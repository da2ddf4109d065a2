use chrono::{DateTime, Utc};
use serde::{Deserialize, Serialize};
use serde_json::Value as JsonValue;
use thiserror::Error;
use uuid::Uuid;

use feeledger_core::{AggregateId, ExpectedVersion, TenantId};
use std::sync::Arc;

/// An event ready to be appended to a stream (not yet assigned a sequence number).
///
/// Lifecycle of a billing event:
///
/// 1. **Domain event**: returned by `FeeStructure::handle` / `Invoice::handle`
/// 2. **UncommittedEvent**: serialized payload plus stream metadata
/// 3. **StoredEvent**: persisted with its `sequence_number`
/// 4. **EventEnvelope**: published to the bus and fed to projections
#[derive(Debug, Clone, PartialEq, Eq, Serialize, Deserialize)]
pub struct UncommittedEvent {
    pub event_id: Uuid,
    pub tenant_id: TenantId,
    pub aggregate_id: AggregateId,
    pub aggregate_type: String,

    pub event_type: String,
    pub event_version: u32,
    pub occurred_at: DateTime<Utc>,

    pub payload: JsonValue,
}

/// A stored event in an append-only stream.
///
/// Sequence numbers are stream-scoped `(tenant_id, aggregate_id)`, start at 1
/// and never have gaps. The sequence number of the last event is the stream
/// version used for optimistic concurrency.
#[derive(Debug, Clone, PartialEq, Eq, Serialize, Deserialize)]
pub struct StoredEvent {
    pub event_id: Uuid,
    pub tenant_id: TenantId,
    pub aggregate_id: AggregateId,
    pub aggregate_type: String,

    /// Monotonically increasing position in the aggregate stream.
    pub sequence_number: u64,

    pub event_type: String,
    pub event_version: u32,
    pub occurred_at: DateTime<Utc>,

    pub payload: JsonValue,
}

impl StoredEvent {
    pub fn stream_version(&self) -> u64 {
        self.sequence_number
    }

    /// Convert a stored event into a tenant-scoped event envelope for publication.
    pub fn to_envelope(&self) -> feeledger_events::EventEnvelope<JsonValue> {
        feeledger_events::EventEnvelope::new(
            self.event_id,
            self.tenant_id,
            self.aggregate_id,
            self.aggregate_type.clone(),
            self.sequence_number,
            self.event_type.clone(),
            self.occurred_at,
            self.payload.clone(),
        )
    }
}

/// Event store operation error.
///
/// Infrastructure failures only; business rejections are `DomainError`s and
/// never reach the store.
#[derive(Debug, Error)]
pub enum EventStoreError {
    /// Stream version did not match the expectation. For an `Exact(0)` append
    /// this means the stream already exists.
    #[error("optimistic concurrency check failed: {0}")]
    Concurrency(String),

    #[error("tenant isolation violation: {0}")]
    TenantIsolation(String),

    #[error("aggregate type mismatch: {0}")]
    AggregateTypeMismatch(String),

    #[error("invalid append: {0}")]
    InvalidAppend(String),

    #[error("storage backend failure: {0}")]
    Backend(String),
}

/// Append-only, tenant-scoped event store.
///
/// Streams are keyed by `(tenant_id, aggregate_id)`. Implementations must:
/// - reject batches that mix tenants, aggregates or aggregate types
/// - check `expected_version` against the current stream version atomically
///   with the insert, so `Exact(0)` behaves as insert-if-not-exists
/// - assign sequence numbers starting at `current_version + 1`
/// - persist a batch entirely or not at all
///
/// `load_stream` returns events in sequence order, or an empty vector for a
/// stream that does not exist in that tenant.
pub trait EventStore: Send + Sync {
    fn append(
        &self,
        events: Vec<UncommittedEvent>,
        expected_version: ExpectedVersion,
    ) -> Result<Vec<StoredEvent>, EventStoreError>;

    fn load_stream(
        &self,
        tenant_id: TenantId,
        aggregate_id: AggregateId,
    ) -> Result<Vec<StoredEvent>, EventStoreError>;

    /// Every event of one tenant, ordered by stream then sequence (replay).
    fn load_tenant(&self, tenant_id: TenantId) -> Result<Vec<StoredEvent>, EventStoreError>;
}

impl<S> EventStore for Arc<S>
where
    S: EventStore + ?Sized,
{
    fn append(
        &self,
        events: Vec<UncommittedEvent>,
        expected_version: ExpectedVersion,
    ) -> Result<Vec<StoredEvent>, EventStoreError> {
        (**self).append(events, expected_version)
    }

    fn load_stream(
        &self,
        tenant_id: TenantId,
        aggregate_id: AggregateId,
    ) -> Result<Vec<StoredEvent>, EventStoreError> {
        (**self).load_stream(tenant_id, aggregate_id)
    }

    fn load_tenant(&self, tenant_id: TenantId) -> Result<Vec<StoredEvent>, EventStoreError> {
        (**self).load_tenant(tenant_id)
    }
}

impl UncommittedEvent {
    /// Wrap a typed domain event, capturing the metadata needed to decode it later.
    pub fn from_typed<E>(
        tenant_id: TenantId,
        aggregate_id: AggregateId,
        aggregate_type: impl Into<String>,
        event_id: Uuid,
        event: &E,
    ) -> Result<Self, EventStoreError>
    where
        E: feeledger_events::Event + Serialize,
    {
        let payload = serde_json::to_value(event)
            .map_err(|e| EventStoreError::InvalidAppend(format!("payload serialization failed: {e}")))?;

        Ok(Self {
            event_id,
            tenant_id,
            aggregate_id,
            aggregate_type: aggregate_type.into(),
            event_type: event.event_type().to_string(),
            event_version: event.version(),
            occurred_at: event.occurred_at(),
            payload,
        })
    }
}

/// Validates that a batch targets exactly one stream and returns its key.
pub(crate) fn single_stream(
    events: &[UncommittedEvent],
) -> Result<Option<(TenantId, AggregateId, String)>, EventStoreError> {
    let Some(first) = events.first() else {
        return Ok(None);
    };

    for (idx, e) in events.iter().enumerate() {
        if e.tenant_id != first.tenant_id {
            return Err(EventStoreError::TenantIsolation(format!(
                "batch contains multiple tenant_ids (index {idx})"
            )));
        }
        if e.aggregate_id != first.aggregate_id {
            return Err(EventStoreError::InvalidAppend(format!(
                "batch contains multiple aggregate_ids (index {idx})"
            )));
        }
        if e.aggregate_type != first.aggregate_type {
            return Err(EventStoreError::AggregateTypeMismatch(format!(
                "batch contains multiple aggregate_types (index {idx})"
            )));
        }
    }

    Ok(Some((
        first.tenant_id,
        first.aggregate_id,
        first.aggregate_type.clone(),
    )))
}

▶ **What is expected**
Wherever the string "numbers" is found in the listing above, copy the line that contains it.

▶ **Result of the exercise**
/// Sequence numbers are stream-scoped `(tenant_id, aggregate_id)`, start at 1
/// - assign sequence numbers starting at `current_version + 1`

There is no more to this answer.